Thirdly, then, the particular gift of Easter 2017. On Easter Eve, after our sunset gathering, I received a text. An invitation from one of the councillors in a neighbouring ward - a younger Muslim woman, and a passionate community activist. Could I, and any sister and brother Christians, meet her the next day, in the afternoon, to visit some shops on the Alum Rock Road where, the week before, Britain First had made their threatening and hostile presence felt? Could we come and show our solidarity with our Muslim sisters and brothers, sharing in peace together after our Easter celebrations?

How could I say No? What an invitation - and on Easter Day of all days!
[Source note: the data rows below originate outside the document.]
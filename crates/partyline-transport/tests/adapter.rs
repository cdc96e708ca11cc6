//! Integration tests for `RpcConnection`, driven through an in-memory peer.
//!
//! The peer plays the server: it reads the frames the client writes,
//! answers them, and can close the connection from its side. Everything
//! runs on the test's own runtime, so there are no sockets and no ports.

use std::sync::Arc;
use std::time::Duration;

use partyline_protocol::{ErrorCode, RpcError};
use partyline_rpc::EngineConfig;
use partyline_transport::memory::{MemoryConnection, MemoryPeer, PeerEvent, memory_pair};
use partyline_transport::{
    CloseInfo, ConnectionConfig, ConnectionObserver, RpcConnection, TransportError,
};
use serde_json::{Value, json};
use tokio::sync::mpsc;

// =========================================================================
// Helpers
// =========================================================================

#[derive(Debug, Clone, PartialEq, Eq)]
enum Event {
    Open,
    Close(CloseInfo),
    Error(String),
}

/// Forwards every lifecycle event to a channel the test can await.
struct ChannelObserver(mpsc::UnboundedSender<Event>);

impl ConnectionObserver for ChannelObserver {
    fn on_open(&self) {
        let _ = self.0.send(Event::Open);
    }

    fn on_close(&self, close: &CloseInfo) {
        let _ = self.0.send(Event::Close(close.clone()));
    }

    fn on_error(&self, error: &TransportError) {
        let _ = self.0.send(Event::Error(error.to_string()));
    }
}

fn observer() -> (Arc<ChannelObserver>, mpsc::UnboundedReceiver<Event>) {
    let (tx, rx) = mpsc::unbounded_channel();
    (Arc::new(ChannelObserver(tx)), rx)
}

/// Starts `conn` over a fresh memory pair and waits for `on_open`.
async fn open(conn: &RpcConnection) -> (MemoryPeer, mpsc::UnboundedReceiver<Event>) {
    let (client, peer) = memory_pair();
    let (obs, mut events) = observer();
    conn.start(async move { Ok(client) }, obs).unwrap();
    assert_eq!(events.recv().await, Some(Event::Open));
    (peer, events)
}

async fn next_json(peer: &MemoryPeer) -> Value {
    let frame = peer.next_frame().await.expect("client should send a frame");
    serde_json::from_slice(&frame).unwrap()
}

// =========================================================================
// Lifecycle
// =========================================================================

#[tokio::test]
async fn test_not_open_before_start() {
    let conn = RpcConnection::new(ConnectionConfig::default());
    assert!(!conn.is_open());
    assert!(conn.engine().call("ping", None, |_| {}).is_none());
    assert!(!conn.close(1000, "never started"));
}

#[tokio::test]
async fn test_open_fires_observer_and_marks_open() {
    let conn = RpcConnection::new(ConnectionConfig::default());
    let (_peer, _events) = open(&conn).await;
    assert!(conn.is_open());
    assert!(conn.engine().is_open());
}

#[tokio::test]
async fn test_start_twice_is_rejected() {
    let conn = RpcConnection::new(ConnectionConfig::default());
    let (_peer, _events) = open(&conn).await;

    let (client, _peer2) = memory_pair();
    let (obs, _rx) = observer();
    let err = conn.start(async move { Ok(client) }, obs).unwrap_err();
    assert!(matches!(err, TransportError::AlreadyStarted));
}

#[test]
fn test_start_outside_runtime_is_rejected() {
    let conn = RpcConnection::new(ConnectionConfig::default());
    let (client, _peer) = memory_pair();
    let (obs, _rx) = observer();
    let err = conn.start(async move { Ok(client) }, obs).unwrap_err();
    assert!(matches!(err, TransportError::NoRuntime(_)));
}

#[tokio::test]
async fn test_connect_failure_reports_error_then_close() {
    let conn = RpcConnection::new(ConnectionConfig::default());
    let (obs, mut events) = observer();
    conn.start(
        async { Err::<MemoryConnection, _>(TransportError::ConnectionClosed("refused".into())) },
        obs,
    )
    .unwrap();

    assert!(matches!(events.recv().await, Some(Event::Error(_))));
    match events.recv().await {
        Some(Event::Close(close)) => {
            assert_eq!(close.code, 1006);
            assert!(close.remote);
        }
        other => panic!("expected close, got {other:?}"),
    }
    assert!(!conn.is_open());
}

#[tokio::test]
async fn test_close_while_connecting_abandons_handshake() {
    let conn = RpcConnection::new(ConnectionConfig::default());
    let (obs, mut events) = observer();
    conn.start(std::future::pending::<Result<MemoryConnection, _>>(), obs)
        .unwrap();

    assert!(conn.close(1000, "changed my mind"));
    assert_eq!(
        events.recv().await,
        Some(Event::Close(CloseInfo::local(1000, "changed my mind")))
    );
    // No on_open ever arrives.
    assert_eq!(events.recv().await, None);
}

// =========================================================================
// Frames
// =========================================================================

#[tokio::test]
async fn test_call_round_trip_through_peer() {
    let conn = RpcConnection::new(ConnectionConfig::default());
    let (peer, _events) = open(&conn).await;

    let rx = conn
        .engine()
        .call_async("join_party", Some(json!({"profile": {}})))
        .unwrap();

    let request = next_json(&peer).await;
    assert_eq!(request["method"], "join_party");
    assert_eq!(request["id"], 1);

    peer.send_text(r#"{"jsonrpc":"2.0","result":{"joined":true},"id":1}"#);
    assert_eq!(rx.await.unwrap(), Ok(json!({"joined": true})));
    assert_eq!(conn.engine().pending_count(), 0);
}

#[tokio::test]
async fn test_handler_registered_before_open_answers_peer() {
    let conn = RpcConnection::new(ConnectionConfig::default());
    conn.engine().register_handler(
        "echo",
        |params: Option<Value>| -> Result<Option<Value>, RpcError> { Ok(params) },
    );
    let (peer, _events) = open(&conn).await;

    peer.send_text(r#"{"jsonrpc":"2.0","method":"echo","params":[7],"id":"s1"}"#);
    let reply = next_json(&peer).await;
    assert_eq!(reply, json!({"jsonrpc": "2.0", "result": [7], "id": "s1"}));
}

#[tokio::test]
async fn test_garbage_from_peer_gets_parse_error() {
    let conn = RpcConnection::new(ConnectionConfig::default());
    let (peer, _events) = open(&conn).await;

    peer.send_text("{not json");
    let reply = next_json(&peer).await;
    assert_eq!(reply["error"]["code"], -32700);
    assert!(reply.get("id").is_none());
}

// =========================================================================
// Closing
// =========================================================================

#[tokio::test]
async fn test_remote_close_fails_pending_calls() {
    let conn = RpcConnection::new(ConnectionConfig::default());
    let (peer, mut events) = open(&conn).await;

    let rx = conn.engine().call_async("leave_party", None).unwrap();
    let _ = next_json(&peer).await;

    peer.close(4001, "party disbanded");
    assert_eq!(
        events.recv().await,
        Some(Event::Close(CloseInfo::remote(4001, "party disbanded")))
    );

    let err = rx.await.unwrap().unwrap_err();
    assert_eq!(err.code, ErrorCode::ConnectionClosed.code());
    assert!(!conn.is_open());
    assert!(conn.engine().call("late", None, |_| {}).is_none());
}

#[tokio::test]
async fn test_dropped_peer_is_abnormal_close() {
    let conn = RpcConnection::new(ConnectionConfig::default());
    let (peer, mut events) = open(&conn).await;

    drop(peer);
    match events.recv().await {
        Some(Event::Close(close)) => {
            assert_eq!(close.code, 1006);
            assert!(close.remote);
        }
        other => panic!("expected close, got {other:?}"),
    }
}

#[tokio::test]
async fn test_local_close_flushes_and_notifies_peer() {
    let conn = RpcConnection::new(ConnectionConfig::default());
    let (peer, mut events) = open(&conn).await;

    assert!(conn.engine().notify("bye", None));
    assert!(conn.close(1000, "done"));
    assert!(!conn.is_open());

    let notification = next_json(&peer).await;
    assert_eq!(notification["method"], "bye");
    assert_eq!(
        peer.next_event().await,
        Some(PeerEvent::Closed {
            code: 1000,
            reason: "done".into()
        })
    );
    assert_eq!(
        events.recv().await,
        Some(Event::Close(CloseInfo::local(1000, "done")))
    );
}

#[tokio::test]
async fn test_drop_fails_pending_calls() {
    let conn = RpcConnection::new(ConnectionConfig::default());
    let (_peer, _events) = open(&conn).await;

    let rx = conn.engine().call_async("start_game", None).unwrap();
    drop(conn);

    let err = rx.await.unwrap().unwrap_err();
    assert_eq!(err.code, ErrorCode::ConnectionClosed.code());
}

// =========================================================================
// Timeout sweep
// =========================================================================

#[tokio::test(start_paused = true)]
async fn test_sweep_expires_unanswered_call() {
    let config = ConnectionConfig {
        engine: EngineConfig::default().with_call_timeout(Some(Duration::from_secs(5))),
        sweep_interval: Duration::from_millis(500),
    };
    let conn = RpcConnection::new(config);
    let (peer, _events) = open(&conn).await;

    let rx = conn.engine().call_async("send_message", None).unwrap();
    let _ = next_json(&peer).await;

    // The paused clock auto-advances while every task is idle.
    let err = rx.await.unwrap().unwrap_err();
    assert_eq!(err.code, ErrorCode::RequestTimeout.code());
    assert_eq!(err.message, "Request timed out");
    assert!(conn.is_open());
}

#[tokio::test(start_paused = true)]
async fn test_answered_call_is_not_expired() {
    let config = ConnectionConfig {
        engine: EngineConfig::default().with_call_timeout(Some(Duration::from_secs(5))),
        sweep_interval: Duration::from_millis(500),
    };
    let conn = RpcConnection::new(config);
    let (peer, _events) = open(&conn).await;

    let rx = conn.engine().call_async("close_party", None).unwrap();
    let _ = next_json(&peer).await;
    tokio::time::sleep(Duration::from_secs(3)).await;
    peer.send_text(r#"{"jsonrpc":"2.0","result":true,"id":1}"#);

    assert_eq!(rx.await.unwrap(), Ok(json!(true)));
}
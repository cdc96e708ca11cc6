//! Application-level party data.
//!
//! These are immutable snapshots. The session never edits one in place: a
//! new `party` push replaces the cached [`Party`] and member list wholesale.

use serde::{Deserialize, Serialize};
use serde_json::Value;

/// A party as last reported by the server.
#[derive(Debug, Clone, PartialEq, Serialize, Deserialize)]
pub struct Party {
    pub id: String,
    /// How many members the party has right now.
    pub num_members: u32,
    /// How many members the party can hold.
    pub max_members: u32,
    /// Opaque settings the party was created with.
    #[serde(default)]
    pub settings: Value,
}

/// One member of a party.
#[derive(Debug, Clone, PartialEq, Serialize, Deserialize)]
pub struct PartyMember {
    /// The member's account id.
    pub account: String,
    /// Server-defined role. Higher roles may start the game or close the party.
    pub role: u32,
    /// Opaque profile the member joined with. `null` when none was sent.
    #[serde(default)]
    pub profile: Value,
}

/// Where the game server for a started game is listening.
#[derive(Debug, Clone, PartialEq, Eq, Serialize, Deserialize)]
pub struct GameLocation {
    pub host: String,
    pub ports: Vec<u16>,
}

/// The room a party was placed into when its game started.
#[derive(Debug, Clone, PartialEq, Serialize, Deserialize)]
pub struct GameStarted {
    /// Room id.
    pub id: String,
    /// This client's slot in the room, when the server assigned one.
    #[serde(default)]
    pub slot: Option<String>,
    /// Key the client presents to the game server.
    pub key: String,
    pub location: GameLocation,
    pub settings: Value,
}
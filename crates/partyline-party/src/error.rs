//! Error types for the party layer.

use partyline_protocol::RpcError;
use partyline_transport::TransportError;

use crate::SessionState;

/// Errors returned by [`PartySession`](crate::PartySession) operations.
#[derive(Debug, thiserror::Error)]
pub enum PartyError {
    /// The connection could not be set up.
    #[error(transparent)]
    Transport(#[from] TransportError),

    /// The server sent a push the session could not accept.
    #[error(transparent)]
    Protocol(#[from] PushError),

    /// The operation is not allowed in the session's current state,
    /// e.g. opening a session that was already opened once.
    #[error("invalid session state: {0:?}")]
    InvalidState(SessionState),
}

/// A push from the server that breaks the party protocol.
///
/// Reported to [`PartyListener::on_protocol_error`](crate::PartyListener::on_protocol_error)
/// and answered with `-32602 Invalid params`. A push that fails to decode
/// never touches the session's cached state.
#[derive(Debug, Clone, PartialEq, thiserror::Error)]
pub enum PushError {
    /// `message_type` is not one the session knows.
    #[error("unknown message type {0:?}")]
    UnknownMessageType(String),

    /// A required field is absent or `null`.
    #[error("{message_type}: missing required field {field:?}")]
    MissingField {
        message_type: String,
        field: &'static str,
    },

    /// The payload is present but has the wrong shape.
    #[error("{message_type}: malformed payload: {reason}")]
    Malformed {
        message_type: String,
        reason: String,
    },
}

impl PushError {
    pub(crate) fn missing(message_type: &str, field: &'static str) -> Self {
        Self::MissingField {
            message_type: message_type.to_owned(),
            field,
        }
    }

    pub(crate) fn malformed(message_type: &str, reason: impl ToString) -> Self {
        Self::Malformed {
            message_type: message_type.to_owned(),
            reason: reason.to_string(),
        }
    }

    /// The error sent back to the server when the push arrived as a request.
    pub fn to_rpc_error(&self) -> RpcError {
        RpcError::invalid_params(self.to_string())
    }
}

#[cfg(test)]
mod tests {
    use super::*;

    #[test]
    fn test_missing_field_display() {
        let err = PushError::missing("game_started", "location");
        assert_eq!(
            err.to_string(),
            r#"game_started: missing required field "location""#
        );
    }

    #[test]
    fn test_to_rpc_error_carries_reason() {
        let err = PushError::UnknownMessageType("dance".into());
        let rpc = err.to_rpc_error();
        assert_eq!(rpc.code, -32602);
        assert_eq!(rpc.data, Some(serde_json::json!(r#"unknown message type "dance""#)));
    }

    #[test]
    fn test_party_error_from_push_error() {
        let err: PartyError = PushError::UnknownMessageType("x".into()).into();
        assert!(matches!(err, PartyError::Protocol(_)));
    }

    #[test]
    fn test_invalid_state_display() {
        let err = PartyError::InvalidState(SessionState::Closed);
        assert_eq!(err.to_string(), "invalid session state: Closed");
    }
}
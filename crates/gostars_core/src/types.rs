use std::collections::HashSet;

/// Distinct, non-standard import paths reachable from a root package.
pub type ImportSet = HashSet<String>;

/// A package as reported by an import oracle.
#[derive(Debug, Clone, PartialEq, Eq)]
pub struct Package {
    pub import_path: String,
    /// Direct imports, in the order the oracle listed them.
    pub imports: Vec<String>,
    /// Part of the Go standard distribution (GOROOT). Never expanded or reported.
    pub standard: bool,
}

impl Package {
    pub fn new(import_path: impl Into<String>, imports: &[&str]) -> Self {
        Self {
            import_path: import_path.into(),
            imports: imports.iter().map(|s| s.to_string()).collect(),
            standard: false,
        }
    }

    pub fn standard(import_path: impl Into<String>, imports: &[&str]) -> Self {
        Self { standard: true, ..Self::new(import_path, imports) }
    }
}
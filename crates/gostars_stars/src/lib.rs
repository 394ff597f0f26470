//! GitHub star reporting for Go dependencies.
//!
//! This crate walks a Go package's dependency closure (via `gostars_core`),
//! keeps the GitHub-hosted dependencies and looks up each repository's star
//! count, optionally keeping only repositories below a threshold.
//!
//! # Examples
//!
//! ## Basic Usage
//!
//! ```no_run
//! use clap::Parser;
//! use gostars_core::GoListOracle;
//! use gostars_stars::{Config, GitHubClient, run_star_check};
//! use std::io::{BufWriter, Write};
//!
//! # fn main() -> anyhow::Result<()> {
//! let mut cfg = Config::parse_from(["gostars", "--threshold", "100", "./cmd/server"]);
//! cfg.initialize()?;
//!
//! let oracle = GoListOracle::new(&cfg.go, cfg.dir()?);
//! let client = GitHubClient::new(&cfg.api_url, cfg.token.clone());
//! let result = run_star_check(&cfg, &oracle, &client)?;
//!
//! // Use buffered output for better performance
//! let mut stdout = BufWriter::new(std::io::stdout());
//! gostars_stars::print_text(&mut stdout, &result.results)?;
//! stdout.flush()?;
//! # Ok(())
//! # }
//! ```

mod checker;
mod config;
mod constants;
mod enrich;
mod error;
mod github;
mod reporter;
mod types;

// Re-export public API
pub use checker::run_star_check;
pub use config::Config;
pub use constants::{GITHUB_API_URL, GITHUB_HOST, RATE_LIMIT_DELAY};
pub use enrich::enrich;
pub use error::{LookupError, MalformedPathError};
pub use github::{GitHubClient, RepoCoordinates, StarSource};
pub use reporter::{print_json, print_summary, print_text};
pub use types::{CheckResult, StarResult, Threshold};
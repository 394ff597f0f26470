use anyhow::{Context, Result};
use clap::{Parser, error::ErrorKind};
use colored::Colorize;
use gostars_core::GoListOracle;
use gostars_stars::{Config, GitHubClient};
use log::{debug, info};
use std::{
    ffi::OsString,
    io::{self, BufWriter, Write},
    process::ExitCode,
    time::Instant,
};

/// Exit status for unrecoverable errors, distinct from the threshold's status 1.
const EXIT_FATAL: u8 = 2;

fn main() -> ExitCode {
    env_logger::init();

    // stdio is blocked by LineWriter, use a BufWriter to reduce syscalls.
    // See https://github.com/rust-lang/rust/issues/60673
    let mut stdout = BufWriter::new(io::stdout());

    match run(&mut stdout, std::env::args_os()) {
        Ok(code) => code,
        Err(e) => {
            let _ = stdout.flush();
            eprintln!("{} {:#}", "error:".red().bold(), e);
            ExitCode::from(EXIT_FATAL)
        }
    }
}

fn run<W, I, T>(stdout: &mut W, args: I) -> Result<ExitCode>
where
    W: Write,
    I: IntoIterator<Item = T>,
    T: Into<OsString> + Clone,
{
    let mut cfg = match Config::try_parse_from(args) {
        Ok(cfg) => cfg,
        Err(e) if matches!(e.kind(), ErrorKind::DisplayHelp | ErrorKind::DisplayVersion) => {
            write!(stdout, "{}", e.render())?;
            stdout.flush()?;
            return Ok(ExitCode::SUCCESS);
        }
        Err(e) => e.exit(),
    };
    debug!(
        "Parsed CLI arguments: package={}, threshold={}, json={}",
        cfg.package, cfg.threshold, cfg.json
    );

    cfg.initialize()?;
    let start = Instant::now();

    let oracle = GoListOracle::new(&cfg.go, cfg.dir()?);
    let client = GitHubClient::new(&cfg.api_url, cfg.token.clone());
    info!(
        "Running star check on {} from {} (authenticated: {})",
        cfg.package,
        oracle.dir().display(),
        cfg.token.is_some()
    );

    let result = gostars_stars::run_star_check(&cfg, &oracle, &client)?;
    debug!("Found {} results", result.results.len());

    if cfg.json {
        gostars_stars::print_json(stdout, &result.results).context("outputting json")?;
    } else {
        gostars_stars::print_text(stdout, &result.results).context("printing to stdout")?;
    }

    let threshold = cfg.threshold();
    gostars_stars::print_summary(&mut io::stderr(), &result, threshold, start.elapsed())?;

    if threshold.is_active() && !result.results.is_empty() {
        // Non-zero exit to fail CI
        return Ok(ExitCode::from(1));
    }
    Ok(ExitCode::SUCCESS)
}
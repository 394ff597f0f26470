use anyhow::{Context, Result};
use log::{debug, info};

use gostars_core::{ImportOracle, discover, filter_and_order, is_host_path};

use crate::{
    config::Config,
    constants::GITHUB_HOST,
    enrich::enrich,
    github::StarSource,
    types::CheckResult,
};

pub fn run_star_check<O, S>(cfg: &Config, oracle: &O, source: &S) -> Result<CheckResult>
where
    O: ImportOracle + ?Sized,
    S: StarSource + ?Sized,
{
    info!("Starting star check for {}", cfg.package);

    let imports = discover(oracle, &cfg.package).context("finding imports")?;
    info!("Found {} dependencies", imports.len());

    let paths = filter_and_order(&imports, |p| is_host_path(p, GITHUB_HOST));
    debug!("{} dependencies are hosted on {}", paths.len(), GITHUB_HOST);

    let results =
        enrich(&paths, source, cfg.threshold(), cfg.delay).context("getting github stars")?;

    info!("Star check complete. {} results", results.len());
    Ok(CheckResult {
        results,
        dependencies_found: imports.len(),
        forge_dependencies: paths.len(),
    })
}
And so, after six hours of Easter morning services and breakfasts (many of manage at least 3 on Easter morning!), a small group of five of us from Hodge Hill Church headed down to the Alum Rock Road to meet Councillor Mariam Khan, with some of the local neighbourhood policing team, and they acted as both our guides and travelling companions (in a neighbourhood which, for some of us at least, was less familiar). We walked together up the road, we are taken into a handful of Islamic bookshops and gift shops, we were introduced to each other and greeted each other with words of peace ('as-salam-u-alaikum' is simply Arabic for 'peace be with you', of course), we listened to people's stories and to their deeply-rooted convictions and beliefs, we responded with a little of our own Easter gospel, we received warm welcomes and generous hospitality, and together we found ourselves sharing in a process of mutual encouragement, strengthening and peace-making - even perhaps in the healing of wounds.

It turned out to be quite a remarkable 'walk of witness' - again, with that double sense of 'witness' as both receptivity and communication. It evoked for me deep resonances with Easter stories from the gospels, both of Jesus appearing to his fearful friends behind locked doors, breathing on them and saying 'peace be with you', and also of two of Jesus' grieving disciples, journeying back to their home village of Emmaus, and encountering Jesus both on the road as a stranger, and as the guest-turned-host as he broke bread at their table. Perhaps it also had echoes of that encounter on the beach where Peter's three-fold denial of his friendship with Jesus was re-worked into a three-fold affirmation of love, at Jesus' gracious and challenging invitation.

Perhaps there will never be another Easter day where the invitation to such a 'walk of witness' will come our way. It would certainly be very different were we, the church, to decide to take the initiative on it. But of one thing I am confident: this is not the end of the story. It is only the very beginning.